Are vet changed ares from the cat food o hedgehog food as he was 735g and after two weks hes 648g now They cat food was way to fatty for him and my other two hedgehogs are on the good cat food $25 a bag but they are small and are 420g so my hedgehog vet says to give frush food in the day and hard food at night


----------



## roxannewheeler3 (Jul 11, 2011)

Are vet changed ares from the cat food o hedgehog food as he was 735g and after two weks hes 648g now They cat food was way to fatty for him and my other two hedgehogs are on the good cat food $25 a bag but they are small and are 420g so my hedgehog vet says to give frush food in the day and hard food at night


----------



## Lilysmommy (Jan 7, 2009)

roxannewheeler3 said:


> Are vet changed ares from the cat food o hedgehog food as he was 735g and after two weks hes 648g now They cat food was way to fatty for him and my other two hedgehogs are on the good cat food $25 a bag but they are small and are 420g so my hedgehog vet says to give frush food in the day and hard food at night


Most hedgehog foods aren't good for hedgehogs, and some are downright dangerous. What hedgehog food did you switch your hedgehog to? You can still feed him cat food, there are lower fat ones available. Usually the indoor or weight control diets will have lower fat that is good for big hogs.


----------



## roxannewheeler3 (Jul 11, 2011)

Lilysmommy said:


> roxannewheeler3 said:
> 
> 
> > Are vet changed ares from the cat food o hedgehog food as he was 735g and after two weks hes 648g now They cat food was way to fatty for him and my other two hedgehogs are on the good cat food $25 a bag but they are small and are 420g so my hedgehog vet says to give frush food in the day and hard food at night
> ...


They were on (purina pro plan) now the (hedgehog food vita exotics sunseed) what should i do on food as i need to go get them some more food tomorrow? Cat food what brand? he was 735g and now 650g and hes fat


----------



## Guest (Jul 13, 2011)

roxannewheeler3 said:


> Lilysmommy said:
> 
> 
> > roxannewheeler3 said:
> ...


Purina is a bad choice of cat food

Choose one from this list:

viewtopic.php?f=6&t=15


----------



## roxannewheeler3 (Jul 11, 2011)

grr the breader that i got them from said that purina was the best! thanks so much i never want to hurt them with food.


----------



## CanadienHedgie (Feb 4, 2011)

The only food from Purina that's okay is Purina One Beyond.


----------



## moorea (Jun 25, 2011)

roxannewheeler3 said:


> grr the breader that i got them from said that purina was the best! thanks so much i never want to hurt them with food.
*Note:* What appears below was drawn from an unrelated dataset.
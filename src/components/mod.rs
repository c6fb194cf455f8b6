//! UI Components

pub mod layout;
pub mod primitives;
My breeder was feeding the purina as well. I am glad I hit the forum before he got here (we picked him up this past Saturday) We decided to go with Innova Reduced Fat Cat food! I am adding Purina to the Innova until the it runs out to get him used to the change!

As for cheap foods... I've had many dogs over the years (and I am well over 18....) In my youth I fed cheap foods, when switching to much higher quality foods, there has been a noticable difference in the dogs weight, energy and health in general. I had a dog that I was feeding a high quality food to. He had skin problems and upgrading to a higher quality food cured it totally!

I dont like eating junk, so I will not feed any of my pets low quality!


----------